# Dandelion flower and flower stem



## Carol S

Hi:

Is the dandelion flower and the flower stem also high in oxalic acid like the leaves of the plant? My tort (8 month old Russian) has started really loving the dandelion flower and the stem of the flower whereas before he would turn his little nose up at it and just eat the dandelion leaves. 

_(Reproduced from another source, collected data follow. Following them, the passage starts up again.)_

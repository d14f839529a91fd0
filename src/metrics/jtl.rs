//! JMeter CSV results (`.jtl`) reading, summarizing and merging
//!
//! Columns follow the JMeter CSV defaults:
//! timeStamp, elapsed, label, responseCode, responseMessage, threadName,
//! dataType, success, failureMessage, bytes, sentBytes, grpThreads,
//! allThreads, URL, Latency, IdleTime, Connect

use crate::error::Result;
use csv::{ReaderBuilder, StringRecord, WriterBuilder};
use serde::{Deserialize, Serialize};
use std::collections::VecDeque;
use std::path::{Path, PathBuf};

const TIMESTAMP_COL: usize = 0;
const ELAPSED_COL: usize = 1;
const LABEL_COL: usize = 2;
const RESPONSE_CODE_COL: usize = 3;
const SUCCESS_COL: usize = 7;
const BYTES_COL: usize = 9;
const ALL_THREADS_COL: usize = 12;

/// One recorded request/response outcome
#[derive(Debug, Clone, PartialEq, Eq, Serialize, Deserialize)]
#[serde(rename_all = "camelCase")]
pub struct Transaction {
    pub label: String,
    pub success: bool,
    pub response_code: String,
    /// Elapsed time in milliseconds, when the column is readable
    pub elapsed: Option<u64>,
}

/// Label filter for transaction queries
#[derive(Debug, Clone, PartialEq, Eq)]
pub enum LabelFilter {
    /// Case-insensitive substring match
    Contains(String),
    /// Exact match
    Exact(String),
}

impl LabelFilter {
    pub fn matches(&self, label: &str) -> bool {
        match self {
            LabelFilter::Contains(needle) => label.to_lowercase().contains(&needle.to_lowercase()),
            LabelFilter::Exact(expected) => label == expected,
        }
    }
}

/// Whole-file aggregates
#[derive(Debug, Clone, Default, PartialEq, Serialize, Deserialize)]
pub struct JtlSummary {
    pub samples: u64,
    pub passed: u64,
    pub failed: u64,
    pub avg_response_ms: f64,
    pub throughput_bps: f64,
}

/// Rates over the most recent rows of a results file
#[derive(Debug, Clone, Default, PartialEq)]
pub struct JtlWindow {
    pub samples: u64,
    pub hits_sec: f64,
    pub throughput_bps: f64,
    /// `allThreads` of the newest row
    pub active_threads: u64,
}

/// Rates over the last `rows` samples of `path`.
///
/// The window spans the first to last timestamp it holds, floored at one
/// second. A missing or empty file yields an empty window.
pub fn tail_window(path: &Path, rows: usize) -> Result<JtlWindow> {
    let mut window: VecDeque<StringRecord> = VecDeque::with_capacity(rows.max(1));
    for_each_row(path, |row| {
        if window.len() == rows.max(1) {
            window.pop_front();
        }
        window.push_back(row.clone());
    })?;

    let (Some(first), Some(last)) = (window.front(), window.back()) else {
        return Ok(JtlWindow::default());
    };

    let span_ms = int_field(last, TIMESTAMP_COL).saturating_sub(int_field(first, TIMESTAMP_COL));
    let duration_secs = (span_ms as f64 / 1000.0).max(1.0);
    let samples = window.len() as u64;
    let bytes: u64 = window.iter().map(|row| int_field(row, BYTES_COL)).sum();

    Ok(JtlWindow {
        samples,
        hits_sec: samples as f64 / duration_secs,
        throughput_bps: bytes as f64 / duration_secs,
        active_threads: int_field(last, ALL_THREADS_COL),
    })
}

/// Read every transaction in `path`, optionally filtered by label.
///
/// A missing or empty file yields an empty list.
pub fn read_transactions(path: &Path, filter: Option<&LabelFilter>) -> Result<Vec<Transaction>> {
    let mut transactions = Vec::new();
    for_each_row(path, |row| {
        let label = field(row, LABEL_COL).unwrap_or("unknown").to_string();
        if filter.map_or(true, |f| f.matches(&label)) {
            transactions.push(Transaction {
                label,
                success: is_success(row),
                response_code: field(row, RESPONSE_CODE_COL).unwrap_or_default().to_string(),
                elapsed: field(row, ELAPSED_COL).and_then(|v| v.trim().parse().ok()),
            });
        }
    })?;
    Ok(transactions)
}

/// Aggregate one results file
pub fn summarize(path: &Path) -> Result<JtlSummary> {
    let mut samples = 0u64;
    let mut passed = 0u64;
    let mut bytes = 0u64;
    let mut elapsed_sum = 0u64;
    let mut first_ts: Option<u64> = None;
    let mut last_ts: Option<u64> = None;

    for_each_row(path, |row| {
        samples += 1;
        if is_success(row) {
            passed += 1;
        }
        bytes += int_field(row, BYTES_COL);
        elapsed_sum += int_field(row, ELAPSED_COL);

        if let Some(ts) = field(row, TIMESTAMP_COL).and_then(|v| v.trim().parse().ok()) {
            first_ts.get_or_insert(ts);
            last_ts = Some(ts);
        }
    })?;

    let span_ms = last_ts.unwrap_or(0).saturating_sub(first_ts.unwrap_or(0));
    let duration_secs = (span_ms as f64 / 1000.0).max(1.0);

    Ok(JtlSummary {
        samples,
        passed,
        failed: samples - passed,
        avg_response_ms: elapsed_sum as f64 / samples.max(1) as f64,
        throughput_bps: bytes as f64 / duration_secs,
    })
}

/// Combine per-file summaries: response time weighted by samples,
/// throughput averaged across files
pub fn combine(summaries: &[JtlSummary]) -> JtlSummary {
    let mut total = JtlSummary::default();
    let mut weighted_avg = 0.0;
    let mut throughput_sum = 0.0;

    for s in summaries {
        total.samples += s.samples;
        total.passed += s.passed;
        total.failed += s.failed;
        weighted_avg += s.avg_response_ms * s.samples.max(1) as f64;
        throughput_sum += s.throughput_bps;
    }

    total.avg_response_ms = weighted_avg / total.samples.max(1) as f64;
    total.throughput_bps = throughput_sum / summaries.len().max(1) as f64;
    total
}

/// Write a `Metric,Value` CSV for `summary`
pub fn write_summary_csv(summary: &JtlSummary, out: &Path) -> Result<()> {
    let mut writer = WriterBuilder::new().from_path(out)?;
    writer.write_record(["Metric", "Value"])?;
    let rows = [
        ("Samples", summary.samples.to_string()),
        ("Passed", summary.passed.to_string()),
        ("Failed", summary.failed.to_string()),
        ("Avg Response (ms)", format!("{:.2}", summary.avg_response_ms)),
        ("Throughput (B/s)", format!("{:.2}", summary.throughput_bps)),
    ];
    for (metric, value) in &rows {
        writer.write_record([*metric, value.as_str()])?;
    }
    writer.flush()?;
    Ok(())
}

/// Concatenate results files into `out`, keeping a single header row
pub fn merge(inputs: &[PathBuf], out: &Path) -> Result<()> {
    if let Some(parent) = out.parent() {
        std::fs::create_dir_all(parent)?;
    }

    let mut writer = WriterBuilder::new().flexible(true).from_path(out)?;
    let mut wrote_header = false;

    for input in inputs {
        if is_empty_file(input) {
            continue;
        }
        let mut reader = reader_for(input)?;
        for record in reader.records() {
            let Ok(record) = record else { continue };
            if record.is_empty() {
                continue;
            }
            if is_header(&record) {
                if !wrote_header {
                    writer.write_record(&record)?;
                    wrote_header = true;
                }
                continue;
            }
            writer.write_record(&record)?;
        }
    }

    writer.flush()?;
    Ok(())
}

fn for_each_row(path: &Path, mut f: impl FnMut(&StringRecord)) -> Result<()> {
    if is_empty_file(path) {
        return Ok(());
    }
    let mut reader = reader_for(path)?;
    for record in reader.records() {
        // Rows still being flushed by the engine may be cut short; skip them.
        let Ok(record) = record else { continue };
        if record.is_empty() || is_header(&record) {
            continue;
        }
        f(&record);
    }
    Ok(())
}

fn reader_for(path: &Path) -> Result<csv::Reader<std::fs::File>> {
    Ok(ReaderBuilder::new()
        .has_headers(false)
        .flexible(true)
        .from_path(path)?)
}

fn is_empty_file(path: &Path) -> bool {
    std::fs::metadata(path).map(|m| m.len() == 0).unwrap_or(true)
}

fn is_header(record: &StringRecord) -> bool {
    field(record, TIMESTAMP_COL).is_some_and(|v| v.eq_ignore_ascii_case("timestamp"))
}

fn field(record: &StringRecord, idx: usize) -> Option<&str> {
    record.get(idx)
}

fn int_field(record: &StringRecord, idx: usize) -> u64 {
    field(record, idx)
        .and_then(|v| v.trim().parse().ok())
        .unwrap_or(0)
}

fn is_success(record: &StringRecord) -> bool {
    field(record, SUCCESS_COL).is_some_and(|v| v.trim().eq_ignore_ascii_case("true"))
}
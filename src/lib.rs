//! jmx-control - a session-oriented control plane for JMeter load tests
//!
//! This crate provides:
//! - Session tracking with a guarded run-state machine
//! - Engine process supervision (sanity and distributed runs)
//! - Equal load splitting across remote workers
//! - Live metrics aggregation from engine progress output
//! - Results retrieval (JTL, summary CSV, HTML dashboard archive)
//!
//! # Architecture
//!
//! The HTTP layer ([`api`]) is a thin shell over the [`orchestrator`], which
//! owns the [`session::SessionStore`] and the [`engine::Supervisor`]. Each
//! started session gets one supervision task that owns its engine processes
//! and publishes the terminal state; a metrics pump per session folds engine
//! output into the session's latest snapshot.

pub mod api;
pub mod config;
pub mod engine;
pub mod error;
pub mod metrics;
pub mod orchestrator;
pub mod plan;
pub mod session;
pub mod splitter;

pub use error::{ControlError, Result};
//! Integration tests for engine supervision, using shell scripts in place of
//! the engine binary

#![cfg(unix)]

use jmx_control::config::EngineConfig;
use jmx_control::engine::Supervisor;
use jmx_control::session::{DistConfig, RunMode, SessionHandle, SessionStatus, SessionStore, SplitBasis};
use std::os::unix::fs::PermissionsExt;
use std::path::{Path, PathBuf};
use std::sync::Arc;
use tempfile::TempDir;
use tokio::time::{timeout, Duration};
use uuid::Uuid;

const SETTLE: Duration = Duration::from_secs(10);

struct Harness {
    dir: TempDir,
    store: SessionStore,
    supervisor: Supervisor,
}

impl Harness {
    /// `body` becomes the engine script; `$@` holds the engine arguments
    fn new(body: &str) -> Self {
        let dir = tempfile::tempdir().unwrap();
        let bin = dir.path().join("jmeter");
        std::fs::write(&bin, format!("#!/bin/sh\n{}\n", body)).unwrap();
        std::fs::set_permissions(&bin, std::fs::Permissions::from_mode(0o755)).unwrap();
        Self::with_bin(dir, bin)
    }

    fn with_bin(dir: TempDir, bin: PathBuf) -> Self {
        let config = EngineConfig {
            jmeter_bin: bin,
            jmeter_home: None,
            grace_period_secs: 1,
            summariser_interval_secs: 1,
            output_tail_lines: 10,
        };
        Self {
            dir,
            store: SessionStore::new(30),
            supervisor: Supervisor::new(config),
        }
    }

    fn path(&self, name: &str) -> PathBuf {
        self.dir.path().join(name)
    }

    async fn session(&self) -> Arc<SessionHandle> {
        let id = Uuid::new_v4();
        let work_dir = self.dir.path().join(id.to_string());
        std::fs::create_dir_all(&work_dir).unwrap();
        let plan = work_dir.join("plan.jmx");
        std::fs::write(&plan, "<jmeterTestPlan></jmeterTestPlan>").unwrap();
        self.store.create_session(id, plan).await.unwrap()
    }
}

/// Engine script body that forks a child without `exec`, the way the
/// `jmeter` launcher starts its JVM, and records the child's pid
fn forking_engine(pid_file: &Path) -> String {
    format!(
        "sleep 300 &\necho $! > '{}'\necho started\nwait",
        pid_file.display()
    )
}

async fn read_pid(path: &Path) -> libc::pid_t {
    for _ in 0..100 {
        if let Some(pid) = std::fs::read_to_string(path)
            .ok()
            .and_then(|s| s.trim().parse().ok())
        {
            return pid;
        }
        tokio::time::sleep(Duration::from_millis(50)).await;
    }
    panic!("engine never wrote {}", path.display());
}

/// True once `pid` is gone; orphans need a moment to be reaped by init
async fn process_gone(pid: libc::pid_t) -> bool {
    for _ in 0..100 {
        // SAFETY: signal 0 only probes for existence
        if unsafe { libc::kill(pid, 0) } != 0 {
            return true;
        }
        tokio::time::sleep(Duration::from_millis(50)).await;
    }
    false
}

fn line_count(path: &Path) -> usize {
    std::fs::read_to_string(path)
        .map(|s| s.lines().count())
        .unwrap_or(0)
}

#[tokio::test]
async fn test_sanity_run_finishes_with_metrics() -> anyhow::Result<()> {
    let harness = Harness::new(
        "echo 'Creating summariser <summary>'\n\
         echo 'summary +     10 in 00:00:01 =   10.0/s Avg:    40 Min: 10 Max: 90 Err:     1 (10.00%) Active: 3 Started: 3 Finished: 0'\n\
         echo 'summary +     20 in 00:00:01 =   20.0/s Avg:    60 Min: 10 Max: 90 Err:     0 (0.00%) Active: 3 Started: 3 Finished: 0'\n\
         exit 0",
    );
    let session = harness.session().await;

    let status = harness
        .supervisor
        .start(Arc::clone(&session), RunMode::Sanity)
        .await?;
    assert_ne!(status, SessionStatus::Error);

    assert_eq!(session.wait_for_terminal(SETTLE).await, SessionStatus::Finished);

    let record = session.read().await;
    assert_eq!(record.latest_metrics.elapsed_s, 2);
    assert_eq!(record.latest_metrics.passed_txn, 29);
    assert_eq!(record.latest_metrics.failed_txn, 1);
    assert_eq!(record.latest_metrics.hits_sec, 20.0);
    assert_eq!(record.history.len(), 2);
    assert!(record.engine_pids.is_empty());
    assert!(record.message.is_none());
    assert_eq!(
        record.result_files,
        vec![record.results_dir().join("result.jtl")]
    );

    Ok(())
}

#[tokio::test]
async fn test_summariser_throughput_comes_from_results_file() -> anyhow::Result<()> {
    // `$5` is the results file after `-n -t <plan> -l`
    let harness = Harness::new(
        "cat > \"$5\" <<EOF\n\
timeStamp,elapsed,label,responseCode,responseMessage,threadName,dataType,success,failureMessage,bytes,sentBytes,grpThreads,allThreads,URL,Latency,IdleTime,Connect\n\
1700000000000,100,Login,200,OK,tg 1-1,text,true,,3000,10,2,2,http://x/login,90,0,5\n\
1700000002000,100,Login,200,OK,tg 1-2,text,true,,1000,10,2,2,http://x/login,90,0,5\n\
EOF\n\
echo 'summary +      2 in 00:00:02 =    1.0/s Avg:   100 Min: 100 Max: 100 Err:     0 (0.00%) Active: 2 Started: 2 Finished: 0'\n\
exit 0",
    );
    let session = harness.session().await;

    harness
        .supervisor
        .start(Arc::clone(&session), RunMode::Sanity)
        .await?;
    assert_eq!(session.wait_for_terminal(SETTLE).await, SessionStatus::Finished);

    let record = session.read().await;
    // 4000 bytes over two seconds
    assert_eq!(record.latest_metrics.throughput_bps, 2000.0);
    assert_eq!(record.latest_metrics.passed_txn, 2);

    Ok(())
}

#[tokio::test]
async fn test_nonzero_exit_is_error_with_diagnostic() -> anyhow::Result<()> {
    let harness = Harness::new("echo 'Error in NonGUIDriver: plan is broken' >&2\nexit 1");
    let session = harness.session().await;

    harness
        .supervisor
        .start(Arc::clone(&session), RunMode::Sanity)
        .await?;
    assert_eq!(session.wait_for_terminal(SETTLE).await, SessionStatus::Error);

    let message = session.info().await.message.unwrap_or_default();
    assert!(message.contains("exited with code 1"), "{}", message);
    assert!(message.contains("plan is broken"), "{}", message);

    Ok(())
}

#[tokio::test]
async fn test_missing_binary_is_launch_error() -> anyhow::Result<()> {
    let dir = tempfile::tempdir()?;
    let bin = dir.path().join("no-such-jmeter");
    let harness = Harness::with_bin(dir, bin);
    let session = harness.session().await;

    let status = harness
        .supervisor
        .start(Arc::clone(&session), RunMode::Sanity)
        .await?;
    assert_eq!(status, SessionStatus::Error);

    let info = session.info().await;
    assert_eq!(info.status, SessionStatus::Error);
    assert!(info.message.unwrap_or_default().contains("failed to start"));
    assert!(info.ended_at.is_some());

    Ok(())
}

#[tokio::test]
async fn test_stop_running_session() -> anyhow::Result<()> {
    let harness = Harness::new("echo 'progress vusers=3 passed=1'\nexec sleep 30");
    let session = harness.session().await;

    harness
        .supervisor
        .start(Arc::clone(&session), RunMode::Sanity)
        .await?;

    let status = timeout(SETTLE, harness.supervisor.stop(&session)).await?;
    assert_eq!(status, SessionStatus::Stopped);

    // Repeated stops observe the same terminal state
    assert_eq!(harness.supervisor.stop(&session).await, SessionStatus::Stopped);
    assert!(session.info().await.message.is_none());

    Ok(())
}

#[tokio::test]
async fn test_stop_kills_processes_forked_by_engine() -> anyhow::Result<()> {
    let dir = tempfile::tempdir()?;
    let pid_file = dir.path().join("jvm.pid");
    let harness = Harness::new(&forking_engine(&pid_file));
    let session = harness.session().await;

    harness
        .supervisor
        .start(Arc::clone(&session), RunMode::Sanity)
        .await?;
    let jvm = read_pid(&pid_file).await;

    let status = timeout(SETTLE, harness.supervisor.stop(&session)).await?;
    assert_eq!(status, SessionStatus::Stopped);
    assert!(process_gone(jvm).await, "engine child {} still running", jvm);

    Ok(())
}

#[tokio::test]
async fn test_stop_racing_launch_settles_stopped() -> anyhow::Result<()> {
    let dir = tempfile::tempdir()?;
    let pid_file = dir.path().join("jvm.pid");
    let harness = Harness::new(&forking_engine(&pid_file));
    let session = harness.session().await;

    let mut status_rx = session.subscribe();
    let supervisor = harness.supervisor.clone();
    let starting = Arc::clone(&session);
    let start = tokio::spawn(async move { supervisor.start(starting, RunMode::Sanity).await });

    // Stop as soon as the start has been accepted, before the launch settles
    timeout(SETTLE, status_rx.wait_for(|s| *s != SessionStatus::Created)).await??;
    let status = timeout(SETTLE, harness.supervisor.stop(&session)).await?;
    assert_eq!(status, SessionStatus::Stopped);

    let started = start.await??;
    assert_ne!(started, SessionStatus::Error);
    assert_ne!(started, SessionStatus::Finished);
    assert_eq!(session.status(), SessionStatus::Stopped);

    // A child that got as far as forking must be gone as well
    if let Some(pid) = std::fs::read_to_string(&pid_file)
        .ok()
        .and_then(|s| s.trim().parse::<libc::pid_t>().ok())
    {
        assert!(process_gone(pid).await, "engine child {} still running", pid);
    }

    Ok(())
}

#[tokio::test]
async fn test_engine_ignoring_sigterm_is_killed() -> anyhow::Result<()> {
    let harness = Harness::new("trap '' TERM\necho started\nwhile true; do sleep 1; done");
    let session = harness.session().await;

    harness
        .supervisor
        .start(Arc::clone(&session), RunMode::Sanity)
        .await?;
    tokio::time::sleep(Duration::from_millis(200)).await;

    let status = timeout(SETTLE, harness.supervisor.stop(&session)).await?;
    assert_eq!(status, SessionStatus::Stopped);

    Ok(())
}

#[tokio::test]
async fn test_concurrent_starts_spawn_one_group() -> anyhow::Result<()> {
    let harness = Harness::new("");
    let counter = harness.path("launches.log");
    std::fs::write(
        harness.path("jmeter"),
        format!("#!/bin/sh\necho launched >> '{}'\nexit 0\n", counter.display()),
    )?;
    let session = harness.session().await;

    let supervisor = Arc::new(harness.supervisor.clone());
    let mut tasks = Vec::new();
    for _ in 0..8 {
        let supervisor = Arc::clone(&supervisor);
        let session = Arc::clone(&session);
        tasks.push(tokio::spawn(async move {
            supervisor.start(session, RunMode::Sanity).await.is_ok()
        }));
    }

    let mut accepted = 0;
    for task in tasks {
        if task.await? {
            accepted += 1;
        }
    }
    assert_eq!(accepted, 1);
    assert_eq!(session.wait_for_terminal(SETTLE).await, SessionStatus::Finished);
    assert_eq!(line_count(&counter), 1);

    Ok(())
}

#[tokio::test]
async fn test_split_equal_runs_one_engine_per_host() -> anyhow::Result<()> {
    let harness = Harness::new("");
    let args_log = harness.path("args.log");
    std::fs::write(
        harness.path("jmeter"),
        format!(
            "#!/bin/sh\nprintf '%s\\n' \"$*\" >> '{}'\necho 'progress elapsed=5 vusers=2 avg=100 passed=5'\nexit 0\n",
            args_log.display()
        ),
    )?;
    let session = harness.session().await;

    let hosts = vec!["w1".to_string(), "w2".to_string(), "w3".to_string()];
    let mode = RunMode::Distributed(DistConfig::split_equal(hosts, SplitBasis::Tps, 10)?);
    harness.supervisor.start(Arc::clone(&session), mode).await?;
    assert_eq!(session.wait_for_terminal(SETTLE).await, SessionStatus::Finished);

    let log = std::fs::read_to_string(&args_log)?;
    let mut shares: Vec<&str> = log
        .split_whitespace()
        .filter(|arg| arg.starts_with("-Gtps="))
        .collect();
    shares.sort();
    assert_eq!(shares, vec!["-Gtps=3", "-Gtps=3", "-Gtps=4"]);

    let record = session.read().await;
    assert_eq!(record.result_files.len(), 3);
    assert_eq!(record.latest_metrics.running_vusers, 6);
    assert_eq!(record.latest_metrics.passed_txn, 15);
    assert_eq!(record.latest_metrics.elapsed_s, 5);
    assert_eq!(record.latest_metrics.avg_response_ms, 100.0);

    Ok(())
}

#[tokio::test]
async fn test_one_failing_host_fails_the_session() -> anyhow::Result<()> {
    let harness = Harness::new(
        "case \"$*\" in\n  *\"-R w2\"*) echo 'connection refused' >&2; exit 2 ;;\nesac\nexit 0",
    );
    let session = harness.session().await;

    let hosts = vec!["w1".to_string(), "w2".to_string()];
    let basis = SplitBasis::Threads {
        ramp_up_secs: 5,
        duration_secs: None,
    };
    let mode = RunMode::Distributed(DistConfig::split_equal(hosts, basis, 4)?);
    harness.supervisor.start(Arc::clone(&session), mode).await?;

    assert_eq!(session.wait_for_terminal(SETTLE).await, SessionStatus::Error);
    let message = session.info().await.message.unwrap_or_default();
    assert!(message.contains("engine w2 exited with code 2"), "{}", message);

    Ok(())
}

#[tokio::test]
async fn test_malformed_output_keeps_last_snapshot() -> anyhow::Result<()> {
    let harness = Harness::new(
        "echo 'progress vusers=4 passed=2'\n\
         echo 'progress vusers=lots'\n\
         printf '\\377\\376 not utf8\\n'\n\
         echo 'WARNING: something unrelated'\n\
         exit 0",
    );
    let session = harness.session().await;

    harness
        .supervisor
        .start(Arc::clone(&session), RunMode::Sanity)
        .await?;
    assert_eq!(session.wait_for_terminal(SETTLE).await, SessionStatus::Finished);

    let record = session.read().await;
    assert_eq!(record.latest_metrics.running_vusers, 4);
    assert_eq!(record.latest_metrics.passed_txn, 2);
    assert_eq!(record.history.len(), 1);

    Ok(())
}

#[tokio::test]
async fn test_stop_before_start_is_noop() -> anyhow::Result<()> {
    let harness = Harness::new("exit 0");
    let session = harness.session().await;

    assert_eq!(harness.supervisor.stop(&session).await, SessionStatus::Created);

    // The session can still be started afterwards
    harness
        .supervisor
        .start(Arc::clone(&session), RunMode::Sanity)
        .await?;
    assert_eq!(session.wait_for_terminal(SETTLE).await, SessionStatus::Finished);

    Ok(())
}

Thank you for any information regarding this. 

Carol S. 
Mommy of Turtle Baby


----------



## Maggie Cummings

Well...I don't know what's in it for sure...but everyday I walk around and collect dandelion leafs, flowers, stems and all and feed them to most of my 27 chelonia. I feed a wide variety of food and dandelions while in season get fed almost daily. Danny will tell you to not feed that often, but I do and I have never seen any damage to any turtle or tortoise I've raised that way...however, I also feed a lot of other stuff aw well...


----------



## stells

The stems are the worst part where the Oxalic acid is of a higher value... i do feed Dandelions but only once or twice per week.... and NEVER feed the stems...


----------



## terryo

Well, this is scary...I've been feeding the whole plant..stems and all almost every other day to my Cherry Head for two years now....


----------



## sammi

Yeah me too..everytime I feed him dandelions I let him eat the whole thing...I'd say I feed them to him about once every other day. Unless I see a whole mess of them at once, then I pick them daily for a couple days.


----------



## stells

Of course i am only saying what i do... some species seem more prone to producing stones than others... and i have learnt the hard way... which caused me to change my diet for all my tortoises and to research it more.... all you can do is research for yourself and take all info into account...


----------



## sammi

Kelly, what species of tortoise to you have?


----------



## stells

Horsfields... a few different subs of spur thigh/greeks... Hermanns... Stars


----------



## tortoisenerd

My tort had a stone a couple months after I got him, and I still wonder why. I keep him on a lower oxalic acid diet just in case. Sadly this means he gets more lettuces than weeds.


----------



## GBtortoises

During the warmer months my tortoises diet is comprised of close to 25% dandelion plants (leaves, flowers & stems), if not more. Along with several other weeds and plants, it grows here wild, it's free and I need alot of it! I have never had any kinds of problems associated with it whatsoever. The rest of their wild diet is made up of clover, vetch, plantain, chicory, lambswort and much more. I pick huge amounts, the equivalent of two 33 gallon trash bags every other day on average. Sometimes it contains less dandelion, sometimes much more, depending upon what field I'm picking it in. I don't even attempt to regulate it and have never, ever had a problem.


----------



## Madkins007

Dandelion stems: Pretty much any time a plant makes a white juice, it will be high in oxalic acid.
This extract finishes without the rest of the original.